While being formally congratulated for their efforts, the ladies quietly kept up work on their next donation.

“I used to come here every day,” said Mary Munoz, 74, one of the two founding quilters of the Humana Charity Crafters. “I do maybe two (quilts) every month because I have other things going on. But we joke, “OK, everyone who doesn’t have a husband, you can do more.’”

The knitting group formed in 2009, a year after the opening of the Henderson Humana building. The group began with two ladies crocheting in the lobby for fun and quickly evolved into more than 50 crafters between Humana’s two sites; another knitting group meets at the Summerlin location, 8885 W. Charleston Blvd.

“As they started working together in the lobby, I was thinking, ‘What are we going to do with these things?’” said Rhonda Mayland, Humana’s guidance center coordinator. “Then I remembered my mother who used to make lapghans for nursing homes.”

The Henderson knitting group meets from 1-3:30 p.m. on Fridays to knit with materials supplied by the Humana staff. After months of working their needles, the group will determine if they have enough to donate to charity. The women then decide on two charities to give to.

Humana’s director of sales and marketing, Dixon Keller, said the knitting group was a “grass-roots effort.”

“It was born here and now has grown nationwide,” Keller said. “The word got out to the rest of the country and other parts of Humana.”

Since 2009, the Henderson location has collected hundreds of thousands of pounds of clothing for veterans, Keller said.

Several of the Humana Charity Crafters’ offerings this months were red, white and blue in honor of the Fourth of July. Many of the women are mothers, aunts or wives to veterans or former veterans. It typically takes a week to a month to finish an item.

“This beautiful work is so appreciated by our veteran patients,” said Karen Cinnamon, voluntary services chief for North Las Vegas’ VA Medical Center.

They ladies previously have donated to the American Cancer Society, the American Heart Association, U.S. VETS-Las Vegas, Ronald McDonald House and senior homes.

The oldest member of the Humana Charity Crafters, Lillian DuPlessis, 91, finishes two or three a month.

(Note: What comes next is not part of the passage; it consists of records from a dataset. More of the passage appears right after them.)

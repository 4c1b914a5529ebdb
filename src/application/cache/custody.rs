//! Thread-safe, append-only custody cache.

use parking_lot::RwLock;
use std::collections::HashMap;
use tracing::{debug, info};

use crate::domain::{Custody, CustodyAddress};
use crate::error::Result;
use crate::port::CustodySource;

/// Custody records keyed by custody address.
///
/// Loaded in bulk at startup and extended lazily when a position references a
/// custody the cache has not seen. Entries are never replaced or evicted.
#[derive(Default)]
pub struct CustodyCache {
    custodies: RwLock<HashMap<CustodyAddress, Custody>>,
}

impl CustodyCache {
    #[must_use]
    pub fn new() -> Self {
        Self::default()
    }

    /// Create a cache from a bulk load.
    #[must_use]
    pub fn from_entries(entries: Vec<(CustodyAddress, Custody)>) -> Self {
        Self {
            custodies: RwLock::new(entries.into_iter().collect()),
        }
    }

    #[must_use]
    pub fn get(&self, address: &CustodyAddress) -> Option<Custody> {
        self.custodies.read().get(address).cloned()
    }

    /// Insert a custody unless one is already cached, returning the cached record.
    pub fn insert(&self, address: CustodyAddress, custody: Custody) -> Custody {
        self.custodies
            .write()
            .entry(address)
            .or_insert(custody)
            .clone()
    }

    /// Resolve a custody from the cache, fetching and caching it on a miss.
    ///
    /// `Ok(None)` means the custody does not exist on the ledger.
    pub async fn resolve(
        &self,
        source: &dyn CustodySource,
        address: &CustodyAddress,
    ) -> Result<Option<Custody>> {
        if let Some(custody) = self.get(address) {
            return Ok(Some(custody));
        }

        debug!(custody = %address, "Custody not cached, fetching");
        match source.fetch_custody(address).await? {
            Some(custody) => {
                info!(custody = %address, mint = %custody.mint, "Loaded custody");
                Ok(Some(self.insert(address.clone(), custody)))
            }
            None => Ok(None),
        }
    }

    #[must_use]
    pub fn len(&self) -> usize {
        self.custodies.read().len()
    }

    #[must_use]
    pub fn is_empty(&self) -> bool {
        self.custodies.read().is_empty()
    }
}
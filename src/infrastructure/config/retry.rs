//! Retry and backoff configuration for transient ledger failures.

use serde::Deserialize;

/// Bounded retry settings shared by price polls, view calls and resubscription.
#[derive(Debug, Clone, PartialEq, Deserialize)]
pub struct RetryConfig {
    /// Total attempts per call, including the first.
    #[serde(default = "default_max_attempts")]
    pub max_attempts: u32,
    /// Delay before the first retry (milliseconds).
    #[serde(default = "default_initial_delay_ms")]
    pub initial_delay_ms: u64,
    /// Maximum delay between retries (milliseconds).
    #[serde(default = "default_max_delay_ms")]
    pub max_delay_ms: u64,
    /// Multiplier applied to the delay after each failed attempt.
    #[serde(default = "default_backoff_multiplier")]
    pub backoff_multiplier: f64,
}

const fn default_max_attempts() -> u32 {
    3
}

const fn default_initial_delay_ms() -> u64 {
    200
}

const fn default_max_delay_ms() -> u64 {
    2_000
}

fn default_backoff_multiplier() -> f64 {
    2.0
}

impl Default for RetryConfig {
    fn default() -> Self {
        Self {
            max_attempts: default_max_attempts(),
            initial_delay_ms: default_initial_delay_ms(),
            max_delay_ms: default_max_delay_ms(),
            backoff_multiplier: default_backoff_multiplier(),
        }
    }
}
#[cfg(test)]
mod tests {
    use super::*;
    use crate::testkit::config::fast_retry;
    use crate::testkit::domain::{
        asset, custody, custody_address, long, position_address, update,
    };
    use crate::testkit::execution::MockSubmitter;
    use crate::testkit::ledger::{wait_until, MockLedger, MockLiquidationView};
    use crate::testkit::oracle::MockOracle;
    use rust_decimal_macros::dec;

    struct Harness {
        ledger: Arc<MockLedger>,
        view: Arc<MockLiquidationView>,
        submitter: Arc<MockSubmitter>,
        agent: Agent,
    }

    fn harness(ledger: MockLedger, view: MockLiquidationView) -> Harness {
        let ledger = Arc::new(ledger);
        let view = Arc::new(view);
        let submitter = Arc::new(MockSubmitter::new());
        let agent = Agent::new(
            AgentPorts {
                positions: ledger.clone(),
                custodies: ledger.clone(),
                view: view.clone(),
                oracle: Arc::new(MockOracle::new()),
                submitter: submitter.clone(),
            },
            AgentSettings {
                oracle_accounts: vec![(asset("sol"), OracleAccount::from("sol-oracle"))],
                poll_interval: Duration::from_secs(3600),
                retry: fast_retry(),
                dry_run: false,
                status_interval: Duration::from_secs(60),
            },
        );
        Harness {
            ledger,
            view,
            submitter,
            agent,
        }
    }

    fn sol_ledger() -> MockLedger {
        MockLedger::new().with_custody(custody_address("c-sol"), custody("sol"))
    }

    fn marks(price: Decimal) -> MarkPrices {
        let mut marks = MarkPrices::new();
        marks.insert(asset("sol"), price);
        marks
    }

    async fn next(agent: &mut Agent) {
        tokio::time::timeout(Duration::from_secs(1), agent.process_next_event())
            .await
            .expect("no agent event within one second");
    }

    #[tokio::test]
    async fn late_result_of_superseded_computation_is_discarded() {
        let p = position_address("p");
        let view = MockLiquidationView::new();
        let first = view.defer(p.clone());
        let second = view.defer(p.clone());
        let mut h = harness(sol_ledger(), view);
        h.agent.start().await.unwrap();

        let mut changed = long("c-sol");
        changed.collateral_usd += 1;
        h.ledger.push(update("p", long("c-sol"), 1)).await;
        next(&mut h.agent).await;
        wait_until(|| h.view.calls() == 1).await;
        h.ledger.push(update("p", changed, 2)).await;
        next(&mut h.agent).await;
        wait_until(|| h.view.calls() == 2).await;

        first.resolve(dec!(80));
        next(&mut h.agent).await;
        assert_eq!(h.agent.liquidation_state(&p), EntryState::Pending);
        assert_eq!(h.agent.liquidation_price(&p), None);

        second.resolve(dec!(95));
        next(&mut h.agent).await;
        assert_eq!(h.agent.liquidation_state(&p), EntryState::Fresh);
        assert_eq!(h.agent.liquidation_price(&p), Some(dec!(95)));
    }

    #[tokio::test]
    async fn snapshot_positions_are_computed_and_liquidated_on_price_drop() {
        let p = position_address("p");
        let ledger = sol_ledger().with_positions(1, vec![(p.clone(), long("c-sol"))]);
        let view = MockLiquidationView::new().with_price(p.clone(), dec!(90));
        let mut h = harness(ledger, view);
        h.agent.start().await.unwrap();

        next(&mut h.agent).await;
        assert_eq!(h.agent.liquidation_price(&p), Some(dec!(90)));

        for mark in [dec!(100), dec!(95)] {
            h.agent.handle_event(AgentEvent::PricesChanged(marks(mark)));
        }
        tokio::task::yield_now().await;
        assert_eq!(h.submitter.simulations(), 0);

        h.agent.handle_event(AgentEvent::PricesChanged(marks(dec!(89))));
        wait_until(|| h.submitter.submitted().len() == 1).await;
        assert_eq!(h.submitter.submitted(), vec![p]);
    }

    #[tokio::test]
    async fn price_change_ahead_of_a_queued_mutation_waits_for_recomputation() {
        let p = position_address("p");
        let ledger = sol_ledger().with_positions(1, vec![(p.clone(), long("c-sol"))]);
        let view = MockLiquidationView::new().with_price(p.clone(), dec!(90));
        let mut h = harness(ledger, view);
        h.agent.start().await.unwrap();
        next(&mut h.agent).await;
        assert_eq!(h.agent.liquidation_price(&p), Some(dec!(90)));

        let mut topped_up = long("c-sol");
        topped_up.collateral_usd += 500;
        h.ledger.push(update("p", topped_up.clone(), 2)).await;
        wait_until(|| h.agent.positions().get(&p) == Some(topped_up.clone())).await;

        // The mutation is still queued behind this price change.
        h.agent.handle_event(AgentEvent::PricesChanged(marks(dec!(89))));
        tokio::time::sleep(Duration::from_millis(20)).await;
        assert_eq!(h.submitter.simulations(), 0);

        next(&mut h.agent).await;
        assert_eq!(h.agent.liquidation_state(&p), EntryState::Pending);
        next(&mut h.agent).await;
        wait_until(|| h.submitter.submitted().len() == 1).await;
    }

    #[tokio::test]
    async fn liquidated_position_is_dropped_and_not_retried() {
        let p = position_address("p");
        let ledger = sol_ledger().with_positions(1, vec![(p.clone(), long("c-sol"))]);
        let view = MockLiquidationView::new().with_price(p.clone(), dec!(90));
        let mut h = harness(ledger, view);
        h.agent.start().await.unwrap();
        next(&mut h.agent).await;

        h.agent.handle_event(AgentEvent::PricesChanged(marks(dec!(89))));
        next(&mut h.agent).await;

        assert_eq!(h.submitter.submitted(), vec![p.clone()]);
        assert_eq!(h.agent.positions().get(&p), None);
        assert_eq!(h.agent.liquidation_state(&p), EntryState::Uncomputed);

        for mark in [dec!(88), dec!(87)] {
            h.agent.handle_event(AgentEvent::PricesChanged(marks(mark)));
        }
        tokio::time::sleep(Duration::from_millis(20)).await;
        assert_eq!(h.submitter.simulations(), 1);
    }

    #[tokio::test]
    async fn already_closed_position_is_dropped() {
        let p = position_address("p");
        let ledger = sol_ledger().with_positions(1, vec![(p.clone(), long("c-sol"))]);
        let view = MockLiquidationView::new().with_price(p.clone(), dec!(90));
        let mut h = harness(ledger, view);
        h.submitter.close(p.clone());
        h.agent.start().await.unwrap();
        next(&mut h.agent).await;

        h.agent.handle_event(AgentEvent::PricesChanged(marks(dec!(89))));
        next(&mut h.agent).await;

        assert!(h.agent.positions().is_empty());
        assert!(h.submitter.submitted().is_empty());
        assert_eq!(h.agent.liquidation_state(&p), EntryState::Uncomputed);
    }

    #[tokio::test]
    async fn fresh_commit_reevaluates_against_known_prices() {
        let p = position_address("p");
        let view = MockLiquidationView::new().with_price(p.clone(), dec!(90));
        let mut h = harness(sol_ledger(), view);
        h.agent.start().await.unwrap();
        h.agent.handle_event(AgentEvent::PricesChanged(marks(dec!(85))));

        h.ledger.push(update("p", long("c-sol"), 1)).await;
        next(&mut h.agent).await;
        next(&mut h.agent).await;

        wait_until(|| h.submitter.submitted().len() == 1).await;
    }

    #[tokio::test]
    async fn unknown_custody_is_fetched_lazily() {
        let p = position_address("p");
        let ledger = MockLedger::new().with_unlisted_custody(custody_address("c-new"), custody("sol"));
        let view = MockLiquidationView::new().with_price(p.clone(), dec!(90));
        let mut h = harness(ledger, view);
        h.agent.start().await.unwrap();

        h.ledger.push(update("p", long("c-new"), 1)).await;
        next(&mut h.agent).await;
        next(&mut h.agent).await;

        assert_eq!(h.agent.liquidation_state(&p), EntryState::Fresh);
        assert_eq!(h.ledger.custody_fetches(), 1);
    }

    #[tokio::test]
    async fn missing_custody_leaves_position_failed() {
        let p = position_address("p");
        let mut h = harness(MockLedger::new(), MockLiquidationView::new());
        h.agent.start().await.unwrap();

        h.ledger.push(update("p", long("ghost"), 1)).await;
        next(&mut h.agent).await;
        next(&mut h.agent).await;

        assert_eq!(h.agent.liquidation_state(&p), EntryState::Failed);
        assert_eq!(h.view.calls(), 0);
    }

    #[tokio::test]
    async fn view_failure_is_retried_then_marked_failed() {
        let p = position_address("p");
        let view = MockLiquidationView::new();
        view.set_failing(p.clone());
        let mut h = harness(sol_ledger(), view);
        h.agent.start().await.unwrap();

        h.ledger.push(update("p", long("c-sol"), 1)).await;
        next(&mut h.agent).await;
        next(&mut h.agent).await;

        assert_eq!(h.agent.liquidation_state(&p), EntryState::Failed);
        assert_eq!(h.view.calls(), 3);
    }

    #[tokio::test]
    async fn shutdown_stops_store_and_feed() {
        let ledger = sol_ledger().with_positions(1, vec![(position_address("p"), long("c-sol"))]);
        let mut h = harness(ledger, MockLiquidationView::new());
        h.agent.start().await.unwrap();
        assert!(h.ledger.is_subscribed());

        h.agent.shutdown();

        assert!(!h.ledger.is_subscribed());
        assert!(h.agent.positions().is_empty());
    }
}
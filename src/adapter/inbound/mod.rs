//! Inbound adapters (driving side).

pub mod cli;
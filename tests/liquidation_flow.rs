//! End-to-end agent runs against in-memory ports.

use std::sync::Arc;
use std::time::Duration;

use perp_liquidator::application::{Agent, AgentPorts, AgentSettings};
use perp_liquidator::domain::{OracleAccount, Position};
use perp_liquidator::testkit::config::fast_retry;
use perp_liquidator::testkit::domain::{
    asset, custody, custody_address, long, observed, position_address, short, update,
};
use perp_liquidator::testkit::execution::MockSubmitter;
use perp_liquidator::testkit::ledger::{wait_until, MockLedger, MockLiquidationView};
use perp_liquidator::testkit::oracle::MockOracle;
use rust_decimal::Decimal;
use rust_decimal_macros::dec;
use tokio::sync::watch;

struct Flow {
    ledger: Arc<MockLedger>,
    view: Arc<MockLiquidationView>,
    oracle: Arc<MockOracle>,
    submitter: Arc<MockSubmitter>,
}

impl Flow {
    fn new(ledger: MockLedger, view: MockLiquidationView, marks: &[Decimal]) -> Self {
        let polls = marks
            .iter()
            .map(|mark| observed(&[("sol", *mark, Decimal::ZERO)]))
            .collect();
        Self {
            ledger: Arc::new(ledger),
            view: Arc::new(view),
            oracle: Arc::new(MockOracle::new().with_polls(polls)),
            submitter: Arc::new(MockSubmitter::new()),
        }
    }

    fn agent(&self, dry_run: bool) -> Agent {
        Agent::new(
            AgentPorts {
                positions: self.ledger.clone(),
                custodies: self.ledger.clone(),
                view: self.view.clone(),
                oracle: self.oracle.clone(),
                submitter: self.submitter.clone(),
            },
            AgentSettings {
                oracle_accounts: vec![(asset("sol"), OracleAccount::from("sol-oracle"))],
                poll_interval: Duration::from_millis(5),
                retry: fast_retry(),
                dry_run,
                status_interval: Duration::from_secs(60),
            },
        )
    }
}

fn sol_ledger(positions: Vec<(&str, Position)>) -> MockLedger {
    MockLedger::new()
        .with_custody(custody_address("c-sol"), custody("sol"))
        .with_positions(
            1,
            positions
                .into_iter()
                .map(|(address, position)| (position_address(address), position))
                .collect(),
        )
}

#[tokio::test(flavor = "multi_thread", worker_threads = 2)]
async fn falling_price_liquidates_exactly_once() {
    let risky = position_address("risky");
    let ledger = sol_ledger(vec![
        ("risky", long("c-sol")),
        ("safe", long("c-sol")),
        ("short", short("c-sol")),
    ]);
    let view = MockLiquidationView::new()
        .with_price(risky.clone(), dec!(90))
        .with_price(position_address("safe"), dec!(50))
        .with_price(position_address("short"), dec!(120));
    let flow = Flow::new(ledger, view, &[dec!(100), dec!(95), dec!(89)]);
    let (shutdown_tx, shutdown_rx) = watch::channel(false);

    let running = tokio::spawn(flow.agent(false).run(shutdown_rx));

    wait_until(|| flow.submitter.submitted().len() == 1).await;
    wait_until(|| flow.oracle.polls() >= 6).await;
    assert_eq!(flow.submitter.submitted(), vec![risky]);

    shutdown_tx.send(true).unwrap();
    running.await.unwrap().unwrap();
    assert!(!flow.ledger.is_subscribed());
    assert_eq!(flow.submitter.submitted().len(), 1);
}

#[tokio::test(flavor = "multi_thread", worker_threads = 2)]
async fn liquidated_position_is_not_simulated_again_as_price_keeps_falling() {
    let risky = position_address("risky");
    let view = MockLiquidationView::new().with_price(risky.clone(), dec!(90));
    let flow = Flow::new(
        sol_ledger(vec![("risky", long("c-sol"))]),
        view,
        &[dec!(100), dec!(89), dec!(88), dec!(87)],
    );
    let (shutdown_tx, shutdown_rx) = watch::channel(false);

    let running = tokio::spawn(flow.agent(false).run(shutdown_rx));

    wait_until(|| flow.submitter.submitted().len() == 1).await;
    wait_until(|| flow.oracle.polls() >= 8).await;

    shutdown_tx.send(true).unwrap();
    running.await.unwrap().unwrap();
    assert_eq!(flow.submitter.submitted(), vec![risky]);
    assert_eq!(flow.submitter.simulations(), 1);
}

#[tokio::test(flavor = "multi_thread", worker_threads = 2)]
async fn position_opened_after_start_is_tracked() {
    let late = position_address("late");
    let view = MockLiquidationView::new().with_price(late.clone(), dec!(90));
    let flow = Flow::new(sol_ledger(vec![]), view, &[dec!(85)]);
    let (shutdown_tx, shutdown_rx) = watch::channel(false);

    let running = tokio::spawn(flow.agent(false).run(shutdown_rx));
    wait_until(|| flow.ledger.is_subscribed()).await;
    assert!(flow.ledger.push(update("late", long("c-sol"), 5)).await);

    wait_until(|| flow.submitter.submitted() == vec![late.clone()]).await;

    shutdown_tx.send(true).unwrap();
    running.await.unwrap().unwrap();
}

#[tokio::test(flavor = "multi_thread", worker_threads = 2)]
async fn dry_run_simulates_without_submitting() {
    let risky = position_address("risky");
    let view = MockLiquidationView::new().with_price(risky, dec!(90));
    let flow = Flow::new(sol_ledger(vec![("risky", long("c-sol"))]), view, &[dec!(80)]);
    let (shutdown_tx, shutdown_rx) = watch::channel(false);

    let running = tokio::spawn(flow.agent(true).run(shutdown_rx));
    wait_until(|| flow.submitter.simulations() == 1).await;

    shutdown_tx.send(true).unwrap();
    running.await.unwrap().unwrap();
    assert!(flow.submitter.submitted().is_empty());
}

#[tokio::test]
async fn startup_fails_when_positions_cannot_be_loaded() {
    let flow = Flow::new(sol_ledger(vec![]), MockLiquidationView::new(), &[]);
    flow.ledger.fail_next_loads(3);
    let (_shutdown_tx, shutdown_rx) = watch::channel(false);

    let result = flow.agent(false).run(shutdown_rx).await;

    assert!(result.is_err());
    assert!(!flow.ledger.is_subscribed());
    assert_eq!(flow.oracle.polls(), 0);
}
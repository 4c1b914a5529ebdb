//! CLI integration tests.

use assert_cmd::cargo::cargo_bin_cmd;
use assert_cmd::Command;
use predicates::prelude::*;
use std::io::Write;

const PROGRAM: &str = "H1byJyMjQ3gUrtrrav5FV7yV3Jo6pT8YePtNkdGgoa1P";
const SOL_MINT: &str = "EtX1Uagb44Yp5p4hsqjwAwF3mKaQTMizCyvC1CsyHAQN";
const SOL_PRICE: &str = "J83w4HKfqxwcq3BEMMkPFSppX3gqekLyLJBexebFVkix";

fn liquidator() -> Command {
    cargo_bin_cmd!("perp-liquidator")
}

fn config_file(contents: &str) -> tempfile::NamedTempFile {
    let mut file = tempfile::NamedTempFile::new().expect("create temp config");
    file.write_all(contents.as_bytes()).expect("write temp config");
    file
}

fn valid_config() -> String {
    format!(
        r#"
[network]
rpc_url = "https://api.devnet.solana.com"
program_id = "{PROGRAM}"

[oracle.price_accounts]
"{SOL_MINT}" = "{SOL_PRICE}"
"#
    )
}

#[test]
fn help_lists_commands() {
    liquidator()
        .arg("--help")
        .assert()
        .success()
        .stdout(predicate::str::contains("run"))
        .stdout(predicate::str::contains("check"));
}

#[test]
fn version() {
    liquidator()
        .arg("--version")
        .assert()
        .success()
        .stdout(predicate::str::contains("perp-liquidator"));
}

#[test]
fn check_config_accepts_valid_file() {
    let file = config_file(&valid_config());

    liquidator()
        .env_remove("LIQUIDATOR_KEYPAIR_PATH")
        .args(["check", "config", "--config"])
        .arg(file.path())
        .assert()
        .success()
        .stdout(predicate::str::contains("Configuration file is valid"))
        .stdout(predicate::str::contains("wss://api.devnet.solana.com"));
}

#[test]
fn check_config_json_output() {
    let file = config_file(&valid_config());

    liquidator()
        .env_remove("LIQUIDATOR_KEYPAIR_PATH")
        .args(["--json", "check", "config", "--config"])
        .arg(file.path())
        .assert()
        .success()
        .stdout(predicate::str::contains(r#""type":"success""#));
}

#[test]
fn check_config_rejects_bad_program_id() {
    let file = config_file(&valid_config().replace(PROGRAM, "not-a-pubkey"));

    liquidator()
        .args(["check", "config", "--config"])
        .arg(file.path())
        .assert()
        .failure()
        .stderr(predicate::str::contains("program_id"));
}

#[test]
fn run_fails_fast_on_missing_config() {
    liquidator()
        .args(["run", "--config", "/nonexistent/perp-liquidator.toml"])
        .assert()
        .failure()
        .stderr(predicate::str::contains("failed to read config file"));
}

Originally from New Orleans, DuPlessis started coming to Humana in 2012 after her husband died.

“I used to do it when I was younger, but when I came here, I had forgotten about me crocheting when I was younger,” DuPlessis said.

Munoz helped DuPlessis by teaching her several crocheting patterns. Now she’s one of the fastest in the group, Munoz said.

“I know all the designs, but there’s one I find very easy, so that’s the one I work on,” DuPlessis said laughing.